### Work order:
Locate the line that contains "use serde::Serializer;" in the entries below, then repeat it and every following line through the line that contains "let last = recorder.notifications().pop().unwrap();", exactly, and no others.

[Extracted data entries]
--- START ---
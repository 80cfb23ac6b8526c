//! State containers shared between an async flow and its view.
//!
//! Hooks never hold a borrow across an `.await`: they read what they need,
//! await the network, then write the result back in one short update.

use std::cell::RefCell;
use std::rc::Rc;

pub trait StateCell<T> {
    fn read<R>(&self, f: impl FnOnce(&T) -> R) -> R;
    fn update(&self, f: impl FnOnce(&mut T));

    fn snapshot(&self) -> T
    where
        T: Clone,
    {
        self.read(T::clone)
    }
}

/// Plain single-threaded cell, used off the browser and in tests.
#[derive(Debug, Default)]
pub struct LocalState<T>(Rc<RefCell<T>>);

impl<T> LocalState<T> {
    pub fn new(value: T) -> Self {
        Self(Rc::new(RefCell::new(value)))
    }
}

impl<T> Clone for LocalState<T> {
    fn clone(&self) -> Self {
        Self(self.0.clone())
    }
}

impl<T> StateCell<T> for LocalState<T> {
    fn read<R>(&self, f: impl FnOnce(&T) -> R) -> R {
        f(&self.0.borrow())
    }

    fn update(&self, f: impl FnOnce(&mut T)) {
        f(&mut self.0.borrow_mut())
    }
}
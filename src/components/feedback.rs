//! Loading, error and progress display.

use leptos::prelude::*;

/// Inline error message; renders nothing while `message` is `None`.
#[component]
pub fn ErrorBanner(#[prop(into)] message: Signal<Option<String>>) -> impl IntoView {
    move || {
        message
            .get()
            .map(|m| view! { <div class="error-banner" role="alert">{m}</div> })
    }
}

#[component]
pub fn LoadingScreen(#[prop(default = "Loading...")] label: &'static str) -> impl IntoView {
    view! {
        <div class="loading-screen">
            <div class="spinner"></div>
            <p>{label}</p>
        </div>
    }
}

/// Whole-page failure with a retry button, for loads that never succeeded.
#[component]
pub fn FullPageError(#[prop(into)] message: Signal<String>, #[prop(into)] on_retry: Callback<()>) -> impl IntoView {
    view! {
        <div class="full-page-error">
            <p>{move || message.get()}</p>
            <button class="primary-btn" on:click=move |_| on_retry.run(())>"Retry"</button>
        </div>
    }
}

fn progress_tone(percentage: u32) -> &'static str {
    match percentage {
        100.. => "progress-done",
        75..=99 => "progress-high",
        50..=74 => "progress-mid",
        25..=49 => "progress-low",
        _ => "progress-start",
    }
}

#[component]
pub fn ProgressBar(#[prop(into)] percentage: Signal<u32>) -> impl IntoView {
    view! {
        <div class="progress">
            <div class="progress-label">
                <span>"Progress"</span>
                <span>{move || format!("{}%", percentage.get())}</span>
            </div>
            <div class="progress-track">
                <div
                    class=move || format!("progress-fill {}", progress_tone(percentage.get()))
                    style:width=move || format!("{}%", percentage.get().min(100))
                ></div>
            </div>
        </div>
    }
}

/// One labelled figure in a page header.
#[component]
pub fn StatCard(label: &'static str, #[prop(into)] value: Signal<String>) -> impl IntoView {
    view! {
        <div class="stat-card">
            <p class="stat-label">{label}</p>
            <p class="stat-value">{move || value.get()}</p>
        </div>
    }
}
//! Capabilities consumed by calls
//!
//! Device enumeration, audio mixing, dial target collection and rendering are
//! owned by other components. A call only sees them through these traits,
//! bundled in [`Collaborators`]. Every collaborator except the sink factory is
//! optional; a call degrades gracefully when one is missing.

use std::fmt;
use std::sync::Arc;

use async_trait::async_trait;
use serde::{Deserialize, Serialize};

use crate::call::{Call, CallId};
use crate::error::CallResult;
use crate::media::{HeadlessSink, MediaKind, MediaSink, StreamGroupKind, TrackRef};

/// Kind of a media device
#[derive(Debug, Clone, Copy, PartialEq, Eq, Hash, Serialize, Deserialize)]
#[serde(rename_all = "lowercase")]
pub enum DeviceKind {
    AudioInput,
    AudioOutput,
    VideoInput,
}

/// A media device as reported by the device provider
#[derive(Debug, Clone, PartialEq, Eq, Serialize, Deserialize)]
pub struct DeviceInfo {
    pub id: String,
    pub label: String,
    pub kind: DeviceKind,
}

impl DeviceInfo {
    pub fn new(id: impl Into<String>, label: impl Into<String>, kind: DeviceKind) -> Self {
        Self {
            id: id.into(),
            label: label.into(),
            kind,
        }
    }
}

/// Capture device access
#[async_trait]
pub trait DeviceProvider: Send + Sync {
    /// Start local capture for the stream identified by `stream_id`
    async fn start_streams(&self, stream_id: &str) -> CallResult<Vec<TrackRef>>;

    /// The device the user prefers for `kind`, if any
    fn preferred_device(&self, kind: DeviceKind) -> Option<DeviceInfo>;
}

/// Mixer channel a volume is read from
#[derive(Debug, Clone, Copy, PartialEq, Eq, Hash)]
pub enum VolumeChannel {
    Master,
    Remote,
    Ringer,
}

/// How a channel volume is reported
#[derive(Debug, Clone, Copy, PartialEq, Eq)]
pub struct VolumeOptions {
    /// Report the raw mixer value instead of a `[0, 1]` ratio
    pub scale: bool,
    /// Multiply by the master volume
    pub relative_to_master: bool,
}

impl Default for VolumeOptions {
    fn default() -> Self {
        Self {
            scale: false,
            relative_to_master: true,
        }
    }
}

/// Audio mixing graph
pub trait VolumeProvider: Send + Sync {
    fn volume(&self, channel: VolumeChannel, options: VolumeOptions) -> Option<f64>;
}

/// Where a transfer should go
#[derive(Clone)]
pub enum TransferTarget {
    /// Another live call; results in an attended transfer replacing its session
    Call(Arc<Call>),
    /// A literal address; results in a blind transfer
    Address(String),
}

impl TransferTarget {
    pub fn address(address: impl Into<String>) -> Self {
        Self::Address(address.into())
    }
}

impl fmt::Debug for TransferTarget {
    fn fmt(&self, f: &mut fmt::Formatter<'_>) -> fmt::Result {
        match self {
            TransferTarget::Call(call) => f.debug_tuple("Call").field(call.id()).finish(),
            TransferTarget::Address(address) => f.debug_tuple("Address").field(address).finish(),
        }
    }
}

impl From<Arc<Call>> for TransferTarget {
    fn from(call: Arc<Call>) -> Self {
        Self::Call(call)
    }
}

impl From<&str> for TransferTarget {
    fn from(address: &str) -> Self {
        Self::Address(address.to_string())
    }
}

/// Source of transfer targets collected while a call is in transfer (e.g. a dialpad)
pub trait TransferTargetSource: Send + Sync {
    /// Take the collected target, clearing it
    fn take_target(&self) -> Option<TransferTarget>;
}

/// Creates rendering sinks for new calls
pub trait SinkFactory: Send + Sync {
    fn create_sink(&self, call_id: &CallId, group: StreamGroupKind, kind: MediaKind) -> Box<dyn MediaSink>;
}

/// Factory producing [`HeadlessSink`]s
#[derive(Debug, Clone, Copy, Default)]
pub struct HeadlessSinkFactory;

impl SinkFactory for HeadlessSinkFactory {
    fn create_sink(&self, _call_id: &CallId, _group: StreamGroupKind, _kind: MediaKind) -> Box<dyn MediaSink> {
        Box::new(HeadlessSink::new())
    }
}

/// Every capability a call may consume
#[derive(Clone)]
pub struct Collaborators {
    pub devices: Option<Arc<dyn DeviceProvider>>,
    pub mixer: Option<Arc<dyn VolumeProvider>>,
    pub targets: Option<Arc<dyn TransferTargetSource>>,
    pub sinks: Arc<dyn SinkFactory>,
}

impl Collaborators {
    pub fn new() -> Self {
        Self {
            devices: None,
            mixer: None,
            targets: None,
            sinks: Arc::new(HeadlessSinkFactory),
        }
    }

    pub fn with_devices(mut self, devices: Arc<dyn DeviceProvider>) -> Self {
        self.devices = Some(devices);
        self
    }

    pub fn with_mixer(mut self, mixer: Arc<dyn VolumeProvider>) -> Self {
        self.mixer = Some(mixer);
        self
    }

    pub fn with_targets(mut self, targets: Arc<dyn TransferTargetSource>) -> Self {
        self.targets = Some(targets);
        self
    }

    pub fn with_sinks(mut self, sinks: Arc<dyn SinkFactory>) -> Self {
        self.sinks = sinks;
        self
    }
}

impl Default for Collaborators {
    fn default() -> Self {
        Self::new()
    }
}

impl fmt::Debug for Collaborators {
    fn fmt(&self, f: &mut fmt::Formatter<'_>) -> fmt::Result {
        f.debug_struct("Collaborators")
            .field("devices", &self.devices.is_some())
            .field("mixer", &self.mixer.is_some())
            .field("targets", &self.targets.is_some())
            .finish()
    }
}
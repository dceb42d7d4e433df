//! Call notifications and the event bus
//!
//! Every call-scoped notification is a [`CallEvent`]. A call publishes it on
//! the [`EventBus`] through [`EventBus::dispatch`], which implements the
//! primary fan-out: the event goes out on the `call.<type>` channel and, when
//! the call is primary, is repeated on `call.primary.<type>` and then on
//! `call.primary.update` (with `<type>` as the trailing argument). Renderers
//! that only care about "the current call" subscribe to the primary channels
//! and never track which call that is.
//!
//! # Listening
//!
//! Listeners run synchronously, in registration order, during dispatch:
//!
//! ```rust
//! use softphone_call_core::events::{Channel, EventBus, Notification};
//!
//! let bus = EventBus::new();
//! bus.subscribe(std::sync::Arc::new(|notification: &Notification| {
//!     if notification.channel == Channel::PrimaryUpdate {
//!         println!("primary call changed: {}", notification.event.type_name());
//!     }
//! }));
//! ```
//!
//! Asynchronous consumers can take a broadcast receiver with
//! [`EventBus::receiver`] instead.

use std::sync::Arc;
use std::time::Duration;

use chrono::{DateTime, Utc};
use parking_lot::RwLock;
use serde::Serialize;
use tokio::sync::broadcast;
use uuid::Uuid;

use crate::call::CallId;
use crate::error::CallError;
use crate::media::{MediaKind, StreamGroupKind, TrackParameters};
use crate::session::{DtmfOptions, Identity, MuteOptions, Originator};

/// Capacity of the broadcast channel backing [`EventBus::receiver`]
pub const EVENT_CHANNEL_CAPACITY: usize = 1024;

/// A call-scoped notification
#[derive(Debug, Clone, PartialEq, Serialize)]
#[serde(tag = "type", rename_all = "snake_case")]
pub enum CallEvent {
    Created,
    RingingStarted,
    RingingStopped,
    Progress { status_code: Option<u16> },
    /// Session confirmed
    Established,
    DtmfReceived { signal: String, originator: Originator },
    InfoReceived { content_type: String, body: String, originator: Originator },
    Hold { originator: Originator },
    Unhold { originator: Originator },
    Muted { channels: MuteOptions },
    Unmuted { channels: MuteOptions },
    /// In-dialog update; carries the new remote identity when the peer changed it
    Updated { remote_identity: Option<Identity> },
    Ended { originator: Originator, cause: String },
    Failed { originator: Originator, cause: String },
    /// Call torn down; always precedes `Ended`/`Failed`
    Terminated,
    PeerConnection,
    TransportTrackAdded,
    TransportTrackRemoved,
    Answered,
    AnswerFailed {
        #[serde(serialize_with = "error_message")]
        error: CallError,
    },
    Rejected,
    Renegotiated,
    DtmfSent { signal: String, options: DtmfOptions },
    TransferCollecting,
    /// Blind transfer requested
    TransferStarted { target: String },
    /// Attended transfer requested against another call
    TransferComplete { target: CallId },
    TransferFailed { target: Option<String> },
    Promoted,
    Demoted,
    TimeUpdate {
        answer_time: DateTime<Utc>,
        #[serde(with = "duration_millis")]
        elapsed: Duration,
        formatted: String,
    },
    TrackAdded { group: StreamGroupKind, track: TrackParameters },
    TrackRemoved { group: StreamGroupKind, track: TrackParameters },
    SinkCreated { group: StreamGroupKind, kind: MediaKind },
    StreamConnected { group: StreamGroupKind },
    StreamDisconnected { group: StreamGroupKind },
    SinkConnected { group: StreamGroupKind, kind: MediaKind },
    SinkDisconnected { group: StreamGroupKind, kind: MediaKind },
    Error {
        #[serde(serialize_with = "error_message")]
        error: CallError,
    },
}

impl CallEvent {
    /// Dot-namespaced type, e.g. `transfer.started` or `remote.audio.added`
    pub fn type_name(&self) -> String {
        let name = match self {
            CallEvent::Created => "created",
            CallEvent::RingingStarted => "ringing.started",
            CallEvent::RingingStopped => "ringing.stopped",
            CallEvent::Progress { .. } => "progress",
            CallEvent::Established => "established",
            CallEvent::DtmfReceived { .. } => "receive.dtmf",
            CallEvent::InfoReceived { .. } => "receive.info",
            CallEvent::Hold { .. } => "hold",
            CallEvent::Unhold { .. } => "unhold",
            CallEvent::Muted { .. } => "muted",
            CallEvent::Unmuted { .. } => "unmuted",
            CallEvent::Updated { .. } => "update",
            CallEvent::Ended { .. } => "ended",
            CallEvent::Failed { .. } => "failed",
            CallEvent::Terminated => "terminated",
            CallEvent::PeerConnection => "peerconnection",
            CallEvent::TransportTrackAdded => "peerconnection.add.track",
            CallEvent::TransportTrackRemoved => "peerconnection.remove.track",
            CallEvent::Answered => "answered",
            CallEvent::AnswerFailed { .. } => "answer.failed",
            CallEvent::Rejected => "rejected",
            CallEvent::Renegotiated => "renegotiated",
            CallEvent::DtmfSent { .. } => "send.dtmf",
            CallEvent::TransferCollecting => "transfer.collecting",
            CallEvent::TransferStarted { .. } => "transfer.started",
            CallEvent::TransferComplete { .. } => "transfer.complete",
            CallEvent::TransferFailed { .. } => "transfer.failed",
            CallEvent::Promoted => "promoted",
            CallEvent::Demoted => "demoted",
            CallEvent::TimeUpdate { .. } => "timeupdate",
            CallEvent::TrackAdded { group, track } => return format!("{}.{}.added", group, track.kind),
            CallEvent::TrackRemoved { group, track } => return format!("{}.{}.removed", group, track.kind),
            CallEvent::SinkCreated { group, kind } => return format!("{}.{}.element", group, kind),
            CallEvent::StreamConnected { group } => return format!("{}.mediaStream.connect", group),
            CallEvent::StreamDisconnected { group } => return format!("{}.mediaStream.disconnect", group),
            CallEvent::SinkConnected { group, kind } => return format!("{}.{}.connect", group, kind),
            CallEvent::SinkDisconnected { group, kind } => return format!("{}.{}.disconnect", group, kind),
            CallEvent::Error { .. } => "error",
        };
        name.to_string()
    }
}

/// Channel a notification was published on
#[derive(Debug, Clone, Copy, PartialEq, Eq, Hash, Serialize)]
#[serde(rename_all = "snake_case")]
pub enum Channel {
    /// `call.<type>`
    Call,
    /// `call.primary.<type>`
    Primary,
    /// `call.primary.update`, with the type as trailing argument
    PrimaryUpdate,
}

/// One published notification
#[derive(Debug, Clone, PartialEq, Serialize)]
pub struct Notification {
    pub channel: Channel,
    /// Phone instance that owns the call
    pub phone_id: Uuid,
    pub call_id: CallId,
    pub event: CallEvent,
}

impl Notification {
    /// Full notification name, e.g. `call.primary.hold`
    pub fn name(&self) -> String {
        match self.channel {
            Channel::Call => format!("call.{}", self.event.type_name()),
            Channel::Primary => format!("call.primary.{}", self.event.type_name()),
            Channel::PrimaryUpdate => "call.primary.update".to_string(),
        }
    }

    /// The trailing type argument of `call.primary.update`
    pub fn update_type(&self) -> Option<String> {
        match self.channel {
            Channel::PrimaryUpdate => Some(self.event.type_name()),
            _ => None,
        }
    }

    /// JSON form for renderers outside the process: `{"name", "phoneId", "callId", "event", "updateType"}`
    pub fn to_json(&self) -> serde_json::Value {
        serde_json::json!({
            "name": self.name(),
            "phoneId": self.phone_id,
            "callId": self.call_id,
            "event": self.event,
            "updateType": self.update_type(),
        })
    }
}

/// Receives notifications synchronously during dispatch
pub trait CallEventListener: Send + Sync {
    fn on_notification(&self, notification: &Notification);
}

impl<F> CallEventListener for F
where
    F: Fn(&Notification) + Send + Sync,
{
    fn on_notification(&self, notification: &Notification) {
        self(notification)
    }
}

struct BusInner {
    listeners: RwLock<Vec<(Uuid, Arc<dyn CallEventListener>)>>,
    tx: broadcast::Sender<Notification>,
}

/// Append-only fan-out of call notifications
#[derive(Clone)]
pub struct EventBus {
    inner: Arc<BusInner>,
}

impl EventBus {
    pub fn new() -> Self {
        let (tx, _) = broadcast::channel(EVENT_CHANNEL_CAPACITY);
        Self {
            inner: Arc::new(BusInner {
                listeners: RwLock::new(Vec::new()),
                tx,
            }),
        }
    }

    /// Register a synchronous listener; returns its id for [`EventBus::unsubscribe`]
    pub fn subscribe(&self, listener: Arc<dyn CallEventListener>) -> Uuid {
        let id = Uuid::new_v4();
        self.inner.listeners.write().push((id, listener));
        id
    }

    pub fn unsubscribe(&self, listener_id: Uuid) -> bool {
        let mut listeners = self.inner.listeners.write();
        if let Some(pos) = listeners.iter().position(|(id, _)| *id == listener_id) {
            listeners.remove(pos);
            true
        } else {
            false
        }
    }

    /// Broadcast receiver for asynchronous consumers. Slow receivers lag, they never block dispatch.
    pub fn receiver(&self) -> broadcast::Receiver<Notification> {
        self.inner.tx.subscribe()
    }

    pub fn listener_count(&self) -> usize {
        self.inner.listeners.read().len()
    }

    /// Publish a single notification to every listener and receiver
    pub fn publish(&self, notification: Notification) {
        let listeners: Vec<Arc<dyn CallEventListener>> = self
            .inner
            .listeners
            .read()
            .iter()
            .map(|(_, listener)| Arc::clone(listener))
            .collect();

        for listener in listeners {
            listener.on_notification(&notification);
        }

        // no receivers is fine
        let _ = self.inner.tx.send(notification);
    }

    /// Publish a call event with primary fan-out.
    ///
    /// Emits `call.<type>`; when `primary`, then `call.primary.<type>` and
    /// `call.primary.update`, in that order.
    pub fn dispatch(&self, phone_id: Uuid, call_id: &CallId, primary: bool, event: CallEvent) {
        tracing::trace!(call_id = %call_id, event = %event.type_name(), primary, "Dispatching call event");

        let channels: &[Channel] = if primary {
            &[Channel::Call, Channel::Primary, Channel::PrimaryUpdate]
        } else {
            &[Channel::Call]
        };

        for &channel in channels {
            self.publish(Notification {
                channel,
                phone_id,
                call_id: call_id.clone(),
                event: event.clone(),
            });
        }
    }
}

impl Default for EventBus {
    fn default() -> Self {
        Self::new()
    }
}

fn error_message<S: serde::Serializer>(error: &CallError, serializer: S) -> Result<S::Ok, S::Error> {
    serializer.collect_str(error)
}

mod duration_millis {
    use std::time::Duration;

    use serde::Serializer;

    pub fn serialize<S: Serializer>(duration: &Duration, serializer: S) -> Result<S::Ok, S::Error> {
        serializer.serialize_u64(duration.as_millis() as u64)
    }
}

#[cfg(test)]
mod tests {
    use super::*;
    use crate::memory::RecordingListener;

    fn call_id() -> CallId {
        CallId::from("call-1")
    }

    #[test]
    fn test_fan_out_for_primary() {
        let bus = EventBus::new();
        let recorder = RecordingListener::attach(&bus);

        bus.dispatch(Uuid::nil(), &call_id(), true, CallEvent::Hold { originator: Originator::Local });

        assert_eq!(
            recorder.names(),
            vec!["call.hold", "call.primary.hold", "call.primary.update"]
        );
        let last = recorder.notifications().pop().unwrap();
        assert_eq!(last.update_type().as_deref(), Some("hold"));
    }

    #[test]
    fn test_no_fan_out_for_secondary() {
        let bus = EventBus::new();
        let recorder = RecordingListener::attach(&bus);

        bus.dispatch(Uuid::nil(), &call_id(), false, CallEvent::Renegotiated);

        assert_eq!(recorder.names(), vec!["call.renegotiated"]);
    }

    #[test]
    fn test_type_names() {
        let track = TrackParameters {
            stream_id: "s".into(),
            track_id: "t1".into(),
            kind: MediaKind::Audio,
            label: String::new(),
            enabled: true,
        };
        assert_eq!(
            CallEvent::TrackAdded { group: StreamGroupKind::Remote, track: track.clone() }.type_name(),
            "remote.audio.added"
        );
        assert_eq!(
            CallEvent::TrackRemoved { group: StreamGroupKind::Local, track }.type_name(),
            "local.audio.removed"
        );
        assert_eq!(
            CallEvent::StreamConnected { group: StreamGroupKind::Local }.type_name(),
            "local.mediaStream.connect"
        );
        assert_eq!(
            CallEvent::SinkCreated { group: StreamGroupKind::Remote, kind: MediaKind::Video }.type_name(),
            "remote.video.element"
        );
        assert_eq!(CallEvent::TransportTrackAdded.type_name(), "peerconnection.add.track");
        assert_eq!(CallEvent::DtmfSent { signal: "1".into(), options: DtmfOptions::default() }.type_name(), "send.dtmf");
    }

    #[test]
    fn test_unsubscribe() {
        let bus = EventBus::new();
        let id = bus.subscribe(Arc::new(|_: &Notification| {}));
        assert_eq!(bus.listener_count(), 1);
        assert!(bus.unsubscribe(id));
        assert!(!bus.unsubscribe(id));
        assert_eq!(bus.listener_count(), 0);
    }

    #[tokio::test]
    async fn test_broadcast_receiver_sees_fan_out() {
        let bus = EventBus::new();
        let mut rx = bus.receiver();

        bus.dispatch(Uuid::nil(), &call_id(), true, CallEvent::Promoted);

        assert_eq!(rx.recv().await.unwrap().channel, Channel::Call);
        assert_eq!(rx.recv().await.unwrap().channel, Channel::Primary);
        assert_eq!(rx.recv().await.unwrap().channel, Channel::PrimaryUpdate);
    }

    #[test]
    fn test_notification_serializes() {
        let notification = Notification {
            channel: Channel::Call,
            phone_id: Uuid::nil(),
            call_id: call_id(),
            event: CallEvent::TransferStarted { target: "sip:bob@example.com".into() },
        };
        let json = notification.to_json();
        assert_eq!(json["name"], "call.transfer.started");
        assert_eq!(json["callId"], "call-1");
        assert_eq!(json["event"]["type"], "transfer_started");
        assert_eq!(json["event"]["target"], "sip:bob@example.com");
        assert!(json["updateType"].is_null());
    }
}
--- END ---
### Written response:
    use serde::Serializer;

    pub fn serialize<S: Serializer>(duration: &Duration, serializer: S) -> Result<S::Ok, S::Error> {
        serializer.serialize_u64(duration.as_millis() as u64)
    }
}

#[cfg(test)]
mod tests {
    use super::*;
    use crate::memory::RecordingListener;

    fn call_id() -> CallId {
        CallId::from("call-1")
    }

    #[test]
    fn test_fan_out_for_primary() {
        let bus = EventBus::new();
        let recorder = RecordingListener::attach(&bus);

        bus.dispatch(Uuid::nil(), &call_id(), true, CallEvent::Hold { originator: Originator::Local });

        assert_eq!(
            recorder.names(),
            vec!["call.hold", "call.primary.hold", "call.primary.update"]
        );
        let last = recorder.notifications().pop().unwrap();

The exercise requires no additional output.